Vediamo ora una roccia sedimentaria con diverse ammoniti:
Ancora, nella visione diretta la superficie delle ammoniti appare bianco cangiante ed è molto luminoso, nella foto il colore si smorza e la fluorescenza scompare del tutto.
La proprietà di mettere in evidenza le fratture e le imperfezioni trova il suo massimo campo di applicazione nel controllo dell’ambra fossile:
Alla luce ultra violetta ogni minima incrinatura diventa evidentissima, le microscopiche bolle d’aria rendono lattiginosa la superficie della pietra, le zone di ossidazione appaiono di colore completamente diverso e non opalescenti.
Terminiamo questo succinto excursus facendo una capatina nel mondo dei minerali, così avremo anche modo di vedere direttamente il risultato ottenibile con le diverse lunghezze d’onda della luce UV.
Questo bellissimo minerale è la umile e grigia Calcite, che si ammanta di una bellissima luminescenza rosa, quando è colpita dagli UV a 365 nm.
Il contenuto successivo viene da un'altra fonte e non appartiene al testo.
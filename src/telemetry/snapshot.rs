// SPDX-License-Identifier: MPL-2.0
// This Source Code Form is subject to the terms of the Mozilla Public
// License, v. 2.0. If a copy of the MPL was not distributed with this
// file, You can obtain one at https://mozilla.org/MPL/2.0/.

//! Telemetry snapshot.

use crate::response::MatrixInfoResponse;

/// The latest known telemetry of the display.
///
/// Every field is optional: `None` means "never reported", not zero. The
/// rounding and fallback policy belongs to the accessories reading it.
///
/// # Examples
///
/// ```
/// use awtrix_bridge::telemetry::DeviceSnapshot;
///
/// let snapshot = DeviceSnapshot::default();
/// assert_eq!(snapshot.temperature(), None);
/// assert_eq!(snapshot.firmware_version_or_unknown(), "UNKNOWN");
/// ```
#[derive(Debug, Clone, Default, PartialEq)]
pub struct DeviceSnapshot {
    temperature: Option<f64>,
    humidity: Option<f64>,
    firmware_version: Option<String>,
}

impl DeviceSnapshot {
    /// Placeholder reported when the firmware version is not known.
    pub const UNKNOWN_VERSION: &'static str = "UNKNOWN";

    /// Creates a snapshot from explicit values.
    #[must_use]
    pub fn new(
        temperature: Option<f64>,
        humidity: Option<f64>,
        firmware_version: Option<String>,
    ) -> Self {
        Self {
            temperature,
            humidity,
            firmware_version,
        }
    }

    /// Returns the last reported temperature in degrees Celsius.
    #[must_use]
    pub fn temperature(&self) -> Option<f64> {
        self.temperature
    }

    /// Returns the last reported relative humidity.
    #[must_use]
    pub fn humidity(&self) -> Option<f64> {
        self.humidity
    }

    /// Returns the last reported firmware version.
    #[must_use]
    pub fn firmware_version(&self) -> Option<&str> {
        self.firmware_version.as_deref()
    }

    /// Returns the firmware version, or `"UNKNOWN"`.
    #[must_use]
    pub fn firmware_version_or_unknown(&self) -> &str {
        self.firmware_version().unwrap_or(Self::UNKNOWN_VERSION)
    }

    /// Returns `true` if nothing has been reported yet.
    #[must_use]
    pub fn is_empty(&self) -> bool {
        self.temperature.is_none() && self.humidity.is_none() && self.firmware_version.is_none()
    }

    /// Builds the next snapshot from a telemetry reply.
    ///
    /// Fields present in the reply replace the current ones; absent fields
    /// keep the value of the last reply that carried them.
    #[must_use]
    pub fn merged(&self, info: &MatrixInfoResponse) -> Self {
        Self {
            temperature: info.temperature.or(self.temperature),
            humidity: info.humidity.or(self.humidity),
            firmware_version: info
                .version
                .clone()
                .or_else(|| self.firmware_version.clone()),
        }
    }
}
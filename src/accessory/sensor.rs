// SPDX-License-Identifier: MPL-2.0
// This Source Code Form is subject to the terms of the Mozilla Public
// License, v. 2.0. If a copy of the MPL was not distributed with this
// file, You can obtain one at https://mozilla.org/MPL/2.0/.

//! Temperature and humidity projections backed by the telemetry cache.

use std::sync::Arc;

use crate::telemetry::{DeviceSnapshot, TelemetryCache};

use super::host::{
    Characteristic, CharacteristicValue, HostService, ServiceFactory, ServiceKind, get_handler,
};

/// Which telemetry field a sensor exposes.
#[derive(Debug, Clone, Copy, PartialEq, Eq, Hash)]
pub enum SensorKind {
    /// Temperature in degrees Celsius.
    Temperature,
    /// Relative humidity in percent.
    Humidity,
}

impl SensorKind {
    fn service_kind(self) -> ServiceKind {
        match self {
            Self::Temperature => ServiceKind::TemperatureSensor,
            Self::Humidity => ServiceKind::HumiditySensor,
        }
    }

    fn characteristic(self) -> Characteristic {
        match self {
            Self::Temperature => Characteristic::CurrentTemperature,
            Self::Humidity => Characteristic::CurrentRelativeHumidity,
        }
    }

    fn pick(self, snapshot: &DeviceSnapshot) -> Option<f64> {
        match self {
            Self::Temperature => snapshot.temperature(),
            Self::Humidity => snapshot.humidity(),
        }
    }
}

/// Rounds to one decimal place.
///
/// ```
/// use awtrix_bridge::accessory::round_one_decimal;
///
/// assert_eq!(round_one_decimal(21.34), 21.3);
/// assert_eq!(format!("{:.1}", round_one_decimal(55.6)), "55.6");
/// ```
#[must_use]
pub fn round_one_decimal(value: f64) -> f64 {
    (value * 10.0).round() / 10.0
}

/// A sensor reading the shared telemetry snapshot.
///
/// When the device never reported the field the sensor answers with its
/// fallback (`0.0` by default), which the host cannot tell apart from a real
/// zero. [`try_reading`](Self::try_reading) exposes the distinction.
#[derive(Debug)]
pub struct ClimateSensor {
    kind: SensorKind,
    name: String,
    cache: Arc<TelemetryCache>,
    fallback: f64,
}

impl ClimateSensor {
    /// Default value reported while no reading is available.
    pub const DEFAULT_FALLBACK: f64 = 0.0;

    /// Creates a temperature sensor.
    #[must_use]
    pub fn temperature(name: impl Into<String>, cache: Arc<TelemetryCache>) -> Self {
        Self::new(SensorKind::Temperature, name, cache)
    }

    /// Creates a humidity sensor.
    #[must_use]
    pub fn humidity(name: impl Into<String>, cache: Arc<TelemetryCache>) -> Self {
        Self::new(SensorKind::Humidity, name, cache)
    }

    /// Creates a sensor of the given kind.
    #[must_use]
    pub fn new(kind: SensorKind, name: impl Into<String>, cache: Arc<TelemetryCache>) -> Self {
        Self {
            kind,
            name: name.into(),
            cache,
            fallback: Self::DEFAULT_FALLBACK,
        }
    }

    /// Sets the value reported while no reading is available.
    #[must_use]
    pub fn with_fallback(mut self, fallback: f64) -> Self {
        self.fallback = fallback;
        self
    }

    /// Returns the sensor kind.
    #[must_use]
    pub fn kind(&self) -> SensorKind {
        self.kind
    }

    /// Returns the rounded reading, `None` if the device never reported it.
    #[must_use]
    pub fn try_reading(&self) -> Option<f64> {
        self.kind.pick(&self.cache.read()).map(round_one_decimal)
    }

    /// Returns the rounded reading, or the fallback.
    #[must_use]
    pub fn reading(&self) -> f64 {
        self.try_reading().unwrap_or_else(|| {
            tracing::debug!(accessory = %self.name, kind = ?self.kind, "No reading yet, using fallback");
            self.fallback
        })
    }

    /// Creates the sensor service and registers its read handler.
    pub fn bind(self: Arc<Self>, factory: &dyn ServiceFactory) -> Arc<dyn HostService> {
        let service = factory.create_service(self.kind.service_kind(), &self.name, None);

        let this = self;
        service.on_get(
            this.kind.characteristic(),
            get_handler(move || {
                let value = this.reading();
                async move { CharacteristicValue::Float(value) }
            }),
        );

        service
    }
}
E questa è la stessa Calcite che, illuminata da UV, ma questa volta a 254 nm, mostra un netto colore rosso vivo e, sotto questa luce, diventano visibili anche alcune impurità che altrimenti non vedremmo: quei piccoli cristalli di Willemite che assumono una vivace colorazione verde.
Una ultima raccomandazione per coloro che usano la luce UV per evidenziare la presenza di difetti negli oggetti o comunque la presenza di materiali estranei, dato che questi saranno ben visibili alla visione diretta, ma ben difficilmente saranno ancora evidenti nelle foto, che pure dovranno provare il fatto. In questi casi, l’unica soluzione è intervenire in post produzione sulla fotografia ed in particolare sul bilanciamento dei colori.
Il vostro intervento deve mirare a rendere il più evidenti possibili gli artefatti che volete contestare. In questo caso, rispetto alla foto originale, si è avuto un notevole miglioramento della definizione diminuendo la Tonalità e la Luminosità ed aumentando invece la Saturazione dei colori.
la tua tecnica l'ho utilizzata qualche anno fa per cercare di rendere in 3D un fossile (probabile) proveniente da un sito della Namibia. Feci una foto dell'oggetto prima a destra, poi una a sinistra con uno spostamento di pochi centimetri, poi fusi le due immagini con Photoshop (ma qualsiasi altro programma di grafica va bene) per creare l'immagine che vedi di seguito:
Basta un paio di occhialini per anaglifi rosso/blu (tecnica che oramai sta diventando anche questa desueta) per osservare in 3D il campione. L'immagine centrale mostra il fossile come si predenta in realtà (concavo), mentre invertendo i canali si ha l'effetto opposto, cioè la concavità diventa un rilievo, mettendo in mostra altre caratteristiche. Dovrebbe essere possibile poter convertire la strereocoppia in una immagine in toni di grigio, dove ad ogni valore di grigio corrisponde un valore di "altitudine", e quindi di calcolare un modello 3D che si puo' ruotare per avere una visione 3D interattiva. Devo cercare a tal proposito nei miei archivi la tecnica più interessante da utilizzare a riguardo.